Exercise objective: Number of lines below with the word "ManifestError": give it and nothing more.
*** Extracted information
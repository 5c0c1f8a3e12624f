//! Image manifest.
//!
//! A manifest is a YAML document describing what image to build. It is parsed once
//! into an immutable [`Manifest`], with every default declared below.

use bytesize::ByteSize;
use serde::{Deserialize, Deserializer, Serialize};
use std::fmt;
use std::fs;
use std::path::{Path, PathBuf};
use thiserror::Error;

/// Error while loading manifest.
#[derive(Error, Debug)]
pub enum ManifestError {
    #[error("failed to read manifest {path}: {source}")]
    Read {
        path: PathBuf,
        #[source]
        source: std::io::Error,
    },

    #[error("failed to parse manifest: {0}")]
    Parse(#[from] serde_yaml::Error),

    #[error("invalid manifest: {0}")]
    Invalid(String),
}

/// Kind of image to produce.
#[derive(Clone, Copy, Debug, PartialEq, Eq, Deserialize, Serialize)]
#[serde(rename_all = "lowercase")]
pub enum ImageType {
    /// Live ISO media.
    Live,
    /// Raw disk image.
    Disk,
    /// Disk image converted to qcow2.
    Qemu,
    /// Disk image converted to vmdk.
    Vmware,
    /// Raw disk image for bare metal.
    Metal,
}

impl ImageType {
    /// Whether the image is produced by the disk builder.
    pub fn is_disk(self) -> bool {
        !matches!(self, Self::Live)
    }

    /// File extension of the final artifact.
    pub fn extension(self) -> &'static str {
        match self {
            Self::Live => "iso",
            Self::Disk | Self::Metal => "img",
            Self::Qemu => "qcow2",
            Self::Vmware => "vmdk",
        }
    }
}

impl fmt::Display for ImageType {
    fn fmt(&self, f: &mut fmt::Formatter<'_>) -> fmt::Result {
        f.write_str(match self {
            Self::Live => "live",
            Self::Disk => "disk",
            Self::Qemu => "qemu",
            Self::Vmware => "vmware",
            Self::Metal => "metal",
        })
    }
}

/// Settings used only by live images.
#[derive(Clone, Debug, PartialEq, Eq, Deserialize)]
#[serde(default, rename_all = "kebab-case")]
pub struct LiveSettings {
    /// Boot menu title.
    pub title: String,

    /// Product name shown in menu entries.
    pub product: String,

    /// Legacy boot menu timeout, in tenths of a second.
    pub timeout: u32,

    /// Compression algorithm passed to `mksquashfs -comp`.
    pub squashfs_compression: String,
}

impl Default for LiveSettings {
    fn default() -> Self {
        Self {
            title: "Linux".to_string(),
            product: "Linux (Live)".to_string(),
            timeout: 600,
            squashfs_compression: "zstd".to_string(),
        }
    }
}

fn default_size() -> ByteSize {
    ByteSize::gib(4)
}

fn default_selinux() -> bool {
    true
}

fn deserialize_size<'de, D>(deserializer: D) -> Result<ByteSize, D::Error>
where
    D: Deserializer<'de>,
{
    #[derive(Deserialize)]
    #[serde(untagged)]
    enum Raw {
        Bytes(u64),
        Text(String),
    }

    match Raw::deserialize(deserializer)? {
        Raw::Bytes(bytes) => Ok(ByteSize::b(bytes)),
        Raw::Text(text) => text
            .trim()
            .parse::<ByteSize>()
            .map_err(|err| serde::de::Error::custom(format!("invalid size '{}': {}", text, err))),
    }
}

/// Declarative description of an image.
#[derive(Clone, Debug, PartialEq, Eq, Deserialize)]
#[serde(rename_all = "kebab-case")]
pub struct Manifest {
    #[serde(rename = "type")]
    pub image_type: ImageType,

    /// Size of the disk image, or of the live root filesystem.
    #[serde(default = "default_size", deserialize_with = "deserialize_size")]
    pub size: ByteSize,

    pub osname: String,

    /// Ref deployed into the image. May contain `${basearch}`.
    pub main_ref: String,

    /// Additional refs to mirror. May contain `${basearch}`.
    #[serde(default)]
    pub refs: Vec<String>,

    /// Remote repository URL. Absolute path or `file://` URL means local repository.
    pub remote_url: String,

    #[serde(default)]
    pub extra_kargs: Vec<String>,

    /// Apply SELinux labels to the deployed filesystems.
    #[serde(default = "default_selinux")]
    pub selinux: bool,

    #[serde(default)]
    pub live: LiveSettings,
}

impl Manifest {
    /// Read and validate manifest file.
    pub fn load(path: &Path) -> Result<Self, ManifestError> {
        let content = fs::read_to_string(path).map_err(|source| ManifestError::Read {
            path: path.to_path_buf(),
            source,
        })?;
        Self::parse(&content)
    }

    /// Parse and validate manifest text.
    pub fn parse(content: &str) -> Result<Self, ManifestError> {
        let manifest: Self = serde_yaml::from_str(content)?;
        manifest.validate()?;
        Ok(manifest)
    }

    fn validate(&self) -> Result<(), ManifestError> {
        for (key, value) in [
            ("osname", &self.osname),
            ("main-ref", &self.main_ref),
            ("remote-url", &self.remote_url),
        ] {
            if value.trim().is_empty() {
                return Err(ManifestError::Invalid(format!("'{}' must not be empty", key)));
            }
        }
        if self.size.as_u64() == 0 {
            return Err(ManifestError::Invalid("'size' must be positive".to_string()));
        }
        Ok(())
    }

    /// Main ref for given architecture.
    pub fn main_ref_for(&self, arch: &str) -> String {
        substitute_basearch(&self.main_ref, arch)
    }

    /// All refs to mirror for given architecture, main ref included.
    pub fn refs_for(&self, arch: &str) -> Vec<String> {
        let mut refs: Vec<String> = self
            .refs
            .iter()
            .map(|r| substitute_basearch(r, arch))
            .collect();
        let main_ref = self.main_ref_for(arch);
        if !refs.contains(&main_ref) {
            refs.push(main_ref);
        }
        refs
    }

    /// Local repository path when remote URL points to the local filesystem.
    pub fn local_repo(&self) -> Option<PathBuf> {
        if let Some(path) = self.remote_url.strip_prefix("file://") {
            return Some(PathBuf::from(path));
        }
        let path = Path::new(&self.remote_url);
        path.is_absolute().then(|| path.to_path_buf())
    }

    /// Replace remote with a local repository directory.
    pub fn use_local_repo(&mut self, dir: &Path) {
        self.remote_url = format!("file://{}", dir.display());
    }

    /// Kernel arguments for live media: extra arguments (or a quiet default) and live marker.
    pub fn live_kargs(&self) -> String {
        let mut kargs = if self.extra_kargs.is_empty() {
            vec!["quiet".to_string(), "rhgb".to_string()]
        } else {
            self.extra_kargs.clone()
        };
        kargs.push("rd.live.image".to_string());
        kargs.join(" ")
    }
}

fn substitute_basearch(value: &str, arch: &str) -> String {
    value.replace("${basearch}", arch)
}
******
*** Extracted information
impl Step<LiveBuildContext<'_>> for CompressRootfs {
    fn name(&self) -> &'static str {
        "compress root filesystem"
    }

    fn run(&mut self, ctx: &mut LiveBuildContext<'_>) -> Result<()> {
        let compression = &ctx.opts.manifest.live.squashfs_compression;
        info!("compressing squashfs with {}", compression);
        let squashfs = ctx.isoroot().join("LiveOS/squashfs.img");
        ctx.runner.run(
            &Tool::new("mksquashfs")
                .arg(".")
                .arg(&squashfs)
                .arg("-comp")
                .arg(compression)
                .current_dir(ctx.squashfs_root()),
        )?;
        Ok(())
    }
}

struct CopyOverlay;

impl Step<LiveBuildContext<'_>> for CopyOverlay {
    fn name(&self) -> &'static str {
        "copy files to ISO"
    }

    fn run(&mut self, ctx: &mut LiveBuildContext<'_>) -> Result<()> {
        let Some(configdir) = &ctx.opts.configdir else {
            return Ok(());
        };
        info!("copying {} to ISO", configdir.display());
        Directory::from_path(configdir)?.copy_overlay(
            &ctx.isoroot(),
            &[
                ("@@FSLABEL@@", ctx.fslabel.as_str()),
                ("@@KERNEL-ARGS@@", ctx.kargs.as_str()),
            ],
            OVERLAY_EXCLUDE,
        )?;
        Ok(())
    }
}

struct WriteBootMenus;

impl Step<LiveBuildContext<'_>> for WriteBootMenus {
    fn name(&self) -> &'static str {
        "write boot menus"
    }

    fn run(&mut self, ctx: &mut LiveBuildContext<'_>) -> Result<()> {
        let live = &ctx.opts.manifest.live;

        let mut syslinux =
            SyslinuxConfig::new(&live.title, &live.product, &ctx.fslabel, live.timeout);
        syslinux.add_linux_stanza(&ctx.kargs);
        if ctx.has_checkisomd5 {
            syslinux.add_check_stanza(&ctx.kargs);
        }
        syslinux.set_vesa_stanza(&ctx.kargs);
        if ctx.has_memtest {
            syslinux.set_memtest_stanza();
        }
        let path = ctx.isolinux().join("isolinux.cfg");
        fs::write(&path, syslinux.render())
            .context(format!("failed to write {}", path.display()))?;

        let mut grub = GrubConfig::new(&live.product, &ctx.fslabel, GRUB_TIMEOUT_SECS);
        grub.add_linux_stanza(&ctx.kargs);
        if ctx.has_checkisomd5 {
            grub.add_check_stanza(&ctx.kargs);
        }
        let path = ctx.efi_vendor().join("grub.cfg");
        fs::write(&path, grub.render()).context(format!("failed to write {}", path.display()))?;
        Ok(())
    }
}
******
Answer to this exercise: 7